東日本大震災から13年。自らも被災した経験を持つ岩手県一関市の寺の住職が取り組む「森の寺小屋」。この活動に込めた思いを取材しました。
一関市にある「藤源寺」は、550年以上の歴史があります。寺の境内には子どもたちの楽しいそうな声が響いています。
ここで行われている取り組み「森の寺小屋」は、お寺の敷地を開放し子どもたちに学びや遊びの場を提供する活動です。
この活動をしているのは藤源寺の住職・佐藤良規さん。
藤源寺 佐藤良規住職
「やっぱり子どもたちが健やかに成長すること以上にうれしいことはない」
佐藤さんが寺小屋を始めることになったきっかけは東日本大震災でした。
あの日、釜石市を訪れていた佐藤さんは、一関市のお寺に帰ろうと車を運転していたところ津波に襲われました。
なんとか一命をとりとめた佐藤さんは避難所になっていた釜石小学校で一夜を過ごし、翌日の朝、被害の大きさを目の当たりにしました。
藤源寺 佐藤良規住職
「そこらじゅうの家屋が倒壊しているし本当にがれきの山になっていた。現実感のない恐ろしい光景でした」
震災後、佐藤さんは被災地の役に立ちたいと被災者の話を聞いたり子どもの体験学習をサポートするボランティア活動を始めます。
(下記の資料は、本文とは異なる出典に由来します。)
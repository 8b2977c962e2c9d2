use crate::error::AppError;
use crate::middleware::guards::User;
use crate::services::conversation_service::ConversationService;
use crate::services::delivery_service::DeliveryService;
use crate::services::message_service::MessageService;
use crate::state::AppState;
use actix_web::{delete, get, post, put, web, HttpResponse};
use bytes::Bytes;
use serde::{Deserialize, Serialize};
use uuid::Uuid;

#[derive(Deserialize)]
#[serde(rename_all = "camelCase")]
pub struct CreateConversationRequest {
    #[serde(default)]
    pub title: Option<String>,
    #[serde(default)]
    pub is_group: bool,
    pub members: Vec<Uuid>,
}

#[derive(Deserialize)]
#[serde(rename_all = "camelCase")]
pub struct SendMessageRequest {
    pub body: String,
    #[serde(default)]
    pub reply_to_id: Option<Uuid>,
    #[serde(default)]
    pub mentions: Vec<Uuid>,
}

#[derive(Deserialize)]
pub struct AttachmentQuery {
    pub filename: String,
    /// Optional caption sent alongside the file
    #[serde(default)]
    pub body: Option<String>,
}

#[derive(Serialize)]
#[serde(rename_all = "camelCase")]
pub struct ClearedResponse {
    pub hidden: u64,
}

/// POST /conversations
/// Creates a conversation, or returns the existing one-to-one chat for the pair
#[post("/conversations")]
pub async fn create_conversation(
    state: web::Data<AppState>,
    user: User,
    body: web::Json<CreateConversationRequest>,
) -> Result<HttpResponse, AppError> {
    let body = body.into_inner();
    let resolved = ConversationService::create(
        state.store.as_ref(),
        &state.registry,
        user.id,
        &body.members,
        body.is_group,
        body.title.as_deref(),
    )
    .await?;

    Ok(HttpResponse::Created().json(resolved.detail))
}

/// GET /conversations
#[get("/conversations")]
pub async fn list_conversations(
    state: web::Data<AppState>,
    user: User,
) -> Result<HttpResponse, AppError> {
    let conversations = ConversationService::list(state.store.as_ref(), user.id).await?;
    Ok(HttpResponse::Ok().json(conversations))
}

/// GET /conversations/{id}
#[get("/conversations/{id}")]
pub async fn get_conversation(
    state: web::Data<AppState>,
    user: User,
    conversation_id: web::Path<Uuid>,
) -> Result<HttpResponse, AppError> {
    let summary =
        ConversationService::get(state.store.as_ref(), conversation_id.into_inner(), user.id)
            .await?;
    Ok(HttpResponse::Ok().json(summary))
}

/// DELETE /conversations/{id}
/// Removes the caller's membership only; the conversation is purged with its last member
#[delete("/conversations/{id}")]
pub async fn delete_conversation(
    state: web::Data<AppState>,
    user: User,
    conversation_id: web::Path<Uuid>,
) -> Result<HttpResponse, AppError> {
    ConversationService::delete_for_self(
        state.store.as_ref(),
        &state.registry,
        conversation_id.into_inner(),
        user.id,
    )
    .await?;
    Ok(HttpResponse::NoContent().finish())
}

/// GET /conversations/{id}/members
#[get("/conversations/{id}/members")]
pub async fn list_members(
    state: web::Data<AppState>,
    user: User,
    conversation_id: web::Path<Uuid>,
) -> Result<HttpResponse, AppError> {
    let members =
        ConversationService::members(state.store.as_ref(), conversation_id.into_inner(), user.id)
            .await?;
    Ok(HttpResponse::Ok().json(members))
}

/// GET /conversations/{id}/messages
/// Messages inside the caller's visibility window, oldest first
#[get("/conversations/{id}/messages")]
pub async fn list_messages(
    state: web::Data<AppState>,
    user: User,
    conversation_id: web::Path<Uuid>,
) -> Result<HttpResponse, AppError> {
    let messages =
        MessageService::list_visible(state.store.as_ref(), conversation_id.into_inner(), user.id)
            .await?;
    Ok(HttpResponse::Ok().json(messages))
}

/// POST /conversations/{id}/messages
#[post("/conversations/{id}/messages")]
pub async fn send_message(
    state: web::Data<AppState>,
    user: User,
    conversation_id: web::Path<Uuid>,
    body: web::Json<SendMessageRequest>,
) -> Result<HttpResponse, AppError> {
    let body = body.into_inner();
    let store = state.store.as_ref();
    let sent = MessageService::send(
        store,
        &state.registry,
        conversation_id.into_inner(),
        user.id,
        &body.body,
        body.reply_to_id,
        &body.mentions,
    )
    .await?;

    let view = MessageService::render(store, user.id, vec![sent.message])
        .await?
        .pop()
        .ok_or_else(|| AppError::Internal("sent message not rendered".into()))?;
    Ok(HttpResponse::Created().json(view))
}

/// DELETE /conversations/{id}/messages
/// Clears the chat for the caller only
#[delete("/conversations/{id}/messages")]
pub async fn clear_messages(
    state: web::Data<AppState>,
    user: User,
    conversation_id: web::Path<Uuid>,
) -> Result<HttpResponse, AppError> {
    let hidden =
        MessageService::clear_for_self(state.store.as_ref(), conversation_id.into_inner(), user.id)
            .await?;
    Ok(HttpResponse::Ok().json(ClearedResponse { hidden }))
}

/// POST /conversations/{id}/attachments?filename=...&body=...
/// Raw file bytes in the request body
#[post("/conversations/{id}/attachments")]
pub async fn upload_attachment(
    state: web::Data<AppState>,
    user: User,
    conversation_id: web::Path<Uuid>,
    query: web::Query<AttachmentQuery>,
    payload: Bytes,
) -> Result<HttpResponse, AppError> {
    let query = query.into_inner();
    if query.filename.trim().is_empty() {
        return Err(AppError::invalid("filename is required"));
    }

    let store = state.store.as_ref();
    let sent = MessageService::send_attachment(
        store,
        &state.registry,
        state.attachments.as_ref(),
        conversation_id.into_inner(),
        user.id,
        &query.filename,
        query.body.as_deref(),
        &payload,
        state.config.max_upload_bytes,
    )
    .await?;

    let view = MessageService::render(store, user.id, vec![sent.message])
        .await?
        .pop()
        .ok_or_else(|| AppError::Internal("sent message not rendered".into()))?;
    Ok(HttpResponse::Created().json(view))
}

/// PUT /conversations/{id}/markRead
#[put("/conversations/{id}/markRead")]
pub async fn mark_read(
    state: web::Data<AppState>,
    user: User,
    conversation_id: web::Path<Uuid>,
) -> Result<HttpResponse, AppError> {
    let conversation_id = conversation_id.into_inner();
    let advanced = DeliveryService::mark_read(state.store.as_ref(), conversation_id, user.id).await?;
    tracing::debug!(conversation_id = %conversation_id, user_id = %user.id, advanced, "Marked read");
    Ok(HttpResponse::NoContent().finish())
}

/// PUT /conversations/{id}/markDelivered
#[put("/conversations/{id}/markDelivered")]
pub async fn mark_delivered(
    state: web::Data<AppState>,
    user: User,
    conversation_id: web::Path<Uuid>,
) -> Result<HttpResponse, AppError> {
    let conversation_id = conversation_id.into_inner();
    let advanced =
        DeliveryService::mark_delivered(state.store.as_ref(), conversation_id, user.id).await?;
    tracing::debug!(conversation_id = %conversation_id, user_id = %user.id, advanced, "Marked delivered");
    Ok(HttpResponse::NoContent().finish())
}

/// GET /conversations/{id}/states
#[get("/conversations/{id}/states")]
pub async fn list_states(
    state: web::Data<AppState>,
    user: User,
    conversation_id: web::Path<Uuid>,
) -> Result<HttpResponse, AppError> {
    let states =
        DeliveryService::list_states(state.store.as_ref(), conversation_id.into_inner(), user.id)
            .await?;
    Ok(HttpResponse::Ok().json(states))
}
そして活動の中で佐藤さんは震災により子どもたちが安心して遊べる場が減ってしまったと感じるようになりました。
「子どもたちの居場所をつくりたい」と、佐藤さんはその思いから寺小屋を開くことを決意しました。
藤源寺 佐藤良規住職
「昔の寺子屋のように子どもたちが集って学んだりご飯食べたり、安心して過ごせる場所としてこのお寺を開こうと」
2019年、佐藤さんは「森の寺小屋」の取り組みを始めました。
毎週火曜と木曜の午後に寺を開放し、一関市だけではなく宮城県などからも子供たちが集まっています。
ここではみんなで遊んだり一人で過ごしたり、それぞれが自由に活動します。
中には裏山の竹を切ってきて小屋を建てようとする子どももいるということです。
この日は室内でカードゲームを楽しんだり、作業小屋の屋根に登ったりと思い思いの過ごし方をしていました。
遊びに来た子ども
「屋根登ったりゲームしたり、あとはカードゲーム」
「(通い始めて)4年ぐらい。敬語使わなくていいから楽です」
「誰とでも仲良く上下関係を気にせずに交流できるところがいい所だと思う」
そして佐藤さんが予想していなかった事も起こります。
藤源寺 佐藤良規住職
「近所の大人の人たちや赤ちゃん・未就学児を連れた母親が来て、新しい人のつながりのコミュニティーができてきた」
子供の居場所作りを目的に始めた活動に大人たちも集まり始め、一緒に農作業するなど様々なつながりが生まれています。
藤源寺 佐藤良規住職
「お寺を一つのハブにして、いろんな人たちが自分らしく楽しく喜びを持って生きていいと思えるような活動を続けていきたい」
未来に「生きる喜び」をつなぎたい。
藤源寺の「森の寺小屋」にはいつも子供たちの笑顔があふれています。